If there is one thing that makes me truly happy it would be the enthusiasm children have- While working with the 13th and Union elementary school we had the opportunity to plant a sensory garden. When I first saw the plot full of weeds I was beaming with excitement that I would turn this lonely little garden into a learning experience for many, many years. With a few ideas brewing, Ellen and I began planning. We believed a sensory garden would be a very good learning experience for the children because we would be able to use plants that would not only be appealing to look at but that would also serve as a learning experience about planting, gardening, senses and pollination for the children. Our goal was to make the garden a place that sparked excitement and allowed for learning outside of the classroom.
With the garden plans in the work we realized that there would be a slight struggle to find plants that would be easy maintain and that liked shade due to the large trees outside of the school near the garden. After many hours researching shade perennials that would also serve to invoke at least one aspect of the five senses was a challenge but worth every minute as our list of plants grew on my note pad! Ferns, Hydrangeas, Purple & cinnamon basil, Bee balm, Heavenly blue lithodora, 2 butterfly bushes, Spotted dead nettle (pink & purple), Japanese forest grass, Irish moss (Sagina subulata) and astilbe were all planted. All of these plants are perennials except for the basil. We purchased seeds of basil to be grown by the principal and planted into the garden each year!
Meeting the care givers of the 13th and Union sensory garden was very exciting – on their last full day of first grade we gave the grade very big news as we handed them the responsibility of this garden- with eager hands in the air,  many agreed that they would help their teachers take care of the garden and would keep an eye to make sure the garden was enjoyed, respected, and left to attract bees, birds, butterflies.
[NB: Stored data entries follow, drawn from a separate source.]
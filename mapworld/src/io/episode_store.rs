//! On-disk layout of a played episode.
//!
//! ```text
//! <dir>/instance.json   the world and rules that were played
//! <dir>/log.json        episode log (rounds of events)
//! <dir>/scores.json     {"metrics": {...}, "efficient_moves": [...]}
//! <dir>/meta.json       outcome, counts and wall-clock duration
//! ```

use std::collections::BTreeMap;
use std::fs;
use std::path::{Path, PathBuf};

use anyhow::{Context, Result};
use serde::de::DeserializeOwned;
use serde::{Deserialize, Serialize};

use crate::core::scorer::{MetricValue, ScoreReport};
use crate::core::types::{EpisodeLog, Outcome};
use crate::io::instance::{InstanceRecord, write_instance};

#[derive(Debug, Clone, PartialEq, Serialize, Deserialize)]
pub struct ScoresFile {
    pub metrics: BTreeMap<String, MetricValue>,
    pub efficient_moves: Vec<bool>,
}

impl From<&ScoreReport> for ScoresFile {
    fn from(report: &ScoreReport) -> Self {
        Self {
            metrics: report.to_metrics(),
            efficient_moves: report.efficient_moves.clone(),
        }
    }
}

#[derive(Debug, Clone, Copy, PartialEq, Eq, Serialize, Deserialize)]
pub struct EpisodeMeta {
    pub outcome: Outcome,
    pub rounds: usize,
    pub moves: usize,
    pub duration_ms: u64,
}

/// Paths of one episode directory.
#[derive(Debug, Clone)]
pub struct EpisodePaths {
    pub dir: PathBuf,
    pub instance: PathBuf,
    pub log: PathBuf,
    pub scores: PathBuf,
    pub meta: PathBuf,
}

impl EpisodePaths {
    pub fn new(dir: &Path) -> Self {
        Self {
            dir: dir.to_path_buf(),
            instance: dir.join("instance.json"),
            log: dir.join("log.json"),
            scores: dir.join("scores.json"),
            meta: dir.join("meta.json"),
        }
    }
}

/// Everything persisted for a finished episode.
#[derive(Debug, Clone)]
pub struct EpisodeArtifacts<'a> {
    pub instance: &'a InstanceRecord,
    pub log: &'a EpisodeLog,
    pub report: &'a ScoreReport,
    pub meta: EpisodeMeta,
}

/// Write all episode files, in a fixed order, creating `dir` if needed.
pub fn write_episode(dir: &Path, artifacts: &EpisodeArtifacts<'_>) -> Result<EpisodePaths> {
    let paths = EpisodePaths::new(dir);
    fs::create_dir_all(&paths.dir)
        .with_context(|| format!("create episode directory {}", paths.dir.display()))?;
    write_instance(&paths.instance, artifacts.instance)?;
    write_json(&paths.log, artifacts.log)?;
    write_json(&paths.scores, &ScoresFile::from(artifacts.report))?;
    write_json(&paths.meta, &artifacts.meta)?;
    Ok(paths)
}

pub fn load_log(path: &Path) -> Result<EpisodeLog> {
    read_json(path)
}

pub fn load_scores(path: &Path) -> Result<ScoresFile> {
    read_json(path)
}

pub fn load_meta(path: &Path) -> Result<EpisodeMeta> {
    read_json(path)
}

/// Serialize `value` to pretty-printed JSON with trailing newline.
pub fn write_json<T: Serialize + ?Sized>(path: &Path, value: &T) -> Result<()> {
    let mut payload = serde_json::to_string_pretty(value).context("serialize json")?;
    payload.push('\n');
    fs::write(path, payload).with_context(|| format!("write {}", path.display()))
}

fn read_json<T: DeserializeOwned>(path: &Path) -> Result<T> {
    let contents = fs::read_to_string(path).with_context(|| format!("read {}", path.display()))?;
    serde_json::from_str(&contents).with_context(|| format!("parse {}", path.display()))
}

#[cfg(test)]
mod tests {
    use super::*;
    use crate::core::node::Node;
    use crate::core::scorer::score;
    use crate::core::types::{ActionKind, LogAction, LogEvent};
    use crate::test_support::{instance, line_graph};

    #[test]
    fn writes_and_reads_back_every_file() {
        let temp = tempfile::tempdir().expect("tempdir");
        let graph = line_graph(3);
        let record = instance(&graph, Node::at(0, 0));
        let mut log = EpisodeLog::new(Node::at(0, 0));
        log.record(
            0,
            LogEvent {
                from: Node::at(0, 0),
                to: Node::at(1, 0),
                action: LogAction {
                    kind: ActionKind::Move,
                    content: "GO: east".to_string(),
                },
            },
        );
        let report = score(&graph, &log).expect("score");
        let meta = EpisodeMeta {
            outcome: log.outcome(),
            rounds: log.rounds.len(),
            moves: 1,
            duration_ms: 4,
        };

        let paths = write_episode(
            &temp.path().join("episode-0"),
            &EpisodeArtifacts {
                instance: &record,
                log: &log,
                report: &report,
                meta,
            },
        )
        .expect("write");

        assert_eq!(load_log(&paths.log).expect("log"), log);
        assert_eq!(load_meta(&paths.meta).expect("meta"), meta);
        let scores = load_scores(&paths.scores).expect("scores");
        assert_eq!(scores.efficient_moves, vec![true]);
        assert_eq!(scores.metrics["bench_score"], MetricValue::NotApplicable);

        let raw = fs::read_to_string(&paths.meta).expect("read meta");
        assert!(raw.ends_with("}\n"));
        assert!(raw.contains("\"status\": \"pending\""));
    }
}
I am very excited to see how the second graders enjoy the garden as it continue to grow.
The garden was planted with the touch and taste plants toward the front so the children would not have to step in the garden bed to feel the silvery-soft purple and pink spotted dead nettle and the carpet-like Irish moss (Sagina subulata). They will be able to smell the bee balm and taste the purple and cinnamon basil leaves with ease. The ferns and Japanese forest grass were placed on opposite sides in hope that wind blowing through the garden would create noise. The butterfly bushes and other flowering plants are a beautiful addition for sight and will attract butterflies, bees and other pollinators that will serve as a perfect experiential lesson for the students on pollinators and their importance.

After:

After

Now, the garden is all finished and soon to be a blooming forest of sensory, interactive plants for students and community alike to enjoy.